Here is my interview with Roberth and some photos of Korean dishes that he made! When you read his interview and look at the photos, you’ll see what an adventurous person he is.
What is your name and where do you live?
My name is Roberth (pronounced “Robert”) Rodriguez. My family is from Peru. I was born and raised here in NYC. I currently live in the Bronx.
What do you do and how many family members do you have?
My grandmother was the first one to come to the U.S. She came here in the late 50’s with her employers. After attaining legal status, she petitioned for my mother to come. My mother brought my father over in 1981. One year later, my sister was born. Two years after that, it was my turn.
I have an aunt, uncle and many cousins here in the U.S., all of them in New York. Once you count all my aunts, uncles and cousins in Peru, Spain and Italy; it becomes almost too may to count.
My father works in a luxury residence building in Tribeca as a concierge. My mother works for a conference hotel in Times Square in the employee cafeteria. I follow suit by working at a Midtown boutique hotel’s front desk. My sister works on the Upper West Side.
When did you find my website?
One thing I love to do is travel. When I travel, one way I immerse myself in the culture is to try the local cuisine, especially if it’s something I can’t get in the U.S. I’ve had blowfish in Japan, tofu in Hong Kong, variety meats in China, ful in Egypt, apple tea in Turkey, tapas in Spain, moussaka in Greece and limoncello in Italy.

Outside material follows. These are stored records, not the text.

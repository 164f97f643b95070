//! Errors produced while lexing, parsing and binding infix expressions.

use std::ops::Range;

use ariadne::{Config, IndexType, Label, Report, ReportKind, Source};
use thiserror::Error;

/// Why an expression was not accepted.
///
/// The format checker collapses all of these into one rejection; the variant
/// and span are kept for diagnostics.
#[derive(Debug, Clone, PartialEq, Eq, Error)]
pub enum InfixError {
    #[error("syntax error at {}..{}: {message}", .span.start, .span.end)]
    Syntax { message: String, span: Range<usize> },

    #[error("unknown identifier `{name}`")]
    UnknownIdentifier { name: String, span: Range<usize> },

    #[error("unsupported operator `{op}`")]
    UnsupportedOperator { op: String, span: Range<usize> },
}

impl InfixError {
    /// Byte range of the offending input.
    pub fn span(&self) -> Range<usize> {
        match self {
            InfixError::Syntax { span, .. }
            | InfixError::UnknownIdentifier { span, .. }
            | InfixError::UnsupportedOperator { span, .. } => span.clone(),
        }
    }

    fn hint(&self) -> String {
        match self {
            InfixError::Syntax { message, .. } => message.clone(),
            InfixError::UnknownIdentifier { .. } => "only A, B, C and D are bound".to_string(),
            InfixError::UnsupportedOperator { .. } => {
                "supported operators are + - * /".to_string()
            }
        }
    }

    /// Render a plain-text report of this error against its source.
    ///
    /// Spans are byte offsets, as produced by the lexer.
    pub fn render(&self, source: &str) -> String {
        let span = char_aligned(source, self.span());
        let report = Report::build(ReportKind::Error, span.clone())
            .with_config(
                Config::default()
                    .with_color(false)
                    .with_index_type(IndexType::Byte),
            )
            .with_message(self.to_string())
            .with_label(Label::new(span).with_message(self.hint()))
            .finish();

        let mut buf = Vec::new();
        match report.write(Source::from(source), &mut buf) {
            Ok(()) => String::from_utf8_lossy(&buf).into_owned(),
            Err(_) => self.to_string(),
        }
    }
}

/// Clamp `span` to `source` and widen it outward to char boundaries.
fn char_aligned(source: &str, span: Range<usize>) -> Range<usize> {
    let mut start = span.start.min(source.len());
    let mut end = span.end.clamp(start, source.len());
    while !source.is_char_boundary(start) {
        start -= 1;
    }
    while !source.is_char_boundary(end) {
        end += 1;
    }
    start..end
}

#[cfg(test)]
mod tests {
    use super::*;

    #[test]
    fn display_names_the_problem() {
        let err = InfixError::UnknownIdentifier {
            name: "E".into(),
            span: 0..1,
        };
        assert_eq!(err.to_string(), "unknown identifier `E`");

        let err = InfixError::Syntax {
            message: "empty expression".into(),
            span: 0..0,
        };
        assert_eq!(err.to_string(), "syntax error at 0..0: empty expression");
    }

    #[test]
    fn render_mentions_message_and_hint() {
        let err = InfixError::UnsupportedOperator {
            op: "**".into(),
            span: 2..4,
        };
        let report = err.render("A ** 2");
        assert!(report.contains("unsupported operator `**`"), "{}", report);
        assert!(report.contains("supported operators are + - * /"), "{}", report);
        assert!(report.contains("A ** 2"), "{}", report);
    }

    #[test]
    fn render_non_ascii_source_keeps_label() {
        let source = "A + é";
        let err = crate::checker::infix::validate(source).expect_err("é is not a token");
        assert_eq!(err.span().start, 4);

        let report = err.render(source);
        assert!(report.contains("A + é"), "{}", report);
        assert!(report.contains("lexer error"), "{}", report);
        assert!(report.contains(":1:5"), "{}", report);
    }

    #[test]
    fn render_after_non_ascii_prefix() {
        let source = "é + A";
        let err = InfixError::UnknownIdentifier {
            name: "A".into(),
            span: 5..6,
        };
        let report = err.render(source);
        assert!(report.contains("é + A"), "{}", report);
        assert!(report.contains(":1:5"), "{}", report);
        assert!(report.contains("only A, B, C and D are bound"), "{}", report);
    }

    #[test]
    fn render_widens_spans_inside_a_char() {
        assert_eq!(char_aligned("A + é", 4..5), 4..6);
        assert_eq!(char_aligned("A + é", 5..6), 4..6);
        assert_eq!(char_aligned("A", 3..9), 1..1);

        let err = InfixError::Syntax {
            message: "lexer error: unexpected input".into(),
            span: 4..5,
        };
        let report = err.render("A + é");
        assert!(report.contains(":1:5"), "{}", report);
    }
}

In the Spring of 2010, I visited Korea on a tour. For the first time, I had kimchi, musaengchae, dog meat, mung bean jelly, soju and even fish pancakes. But what really grabbed me was this dish they called “cold noodle soup.” I found out later its name was naengmyun. I had to find the recipe.
Google led me to Maangchi and the rest is history.
How often do you cook Korean food following my recipes?
I started cooking Korean food only on special occasions. For example, last Thanksgiving I made hobakjuk. This Thanksgiving, I made jjinppang mandu. Lately, I’ve been making something every week. I even mix in some Peruvian and Japanese dishes into my routine, like lomo saltado (Peruvian-Chinese fusion beef stir-fry) and dango (Japanese tofu dumplings).
If anything, I have to thank Maangchi for showing me the benefits of cooking at home vs. ordering out all the time. 감사합니다!
jjajangbap: He replaced noodles with rice
What are your favorite Korean dishes? Choose 3, please!
- Kimchi – the very first of Maangchi’s recipes that I made
- Jatjuk (pine nut porridge) – simplest of all her recipes… and delicious too!
- Bibimbap – the first dish I ordered on my first visit to Koreatown (at Kum Gang San)
What’s your best Korean dish, the one that everybody compliments you on when you make it?
Japchae – I’ve made this twice so far and, this weekend, I’ll be making this for a third time. Despite the many ingredients needed, making this dish comes very easily to me. It reminds me of tallarin saltado, a Peruvian noodle stir fry.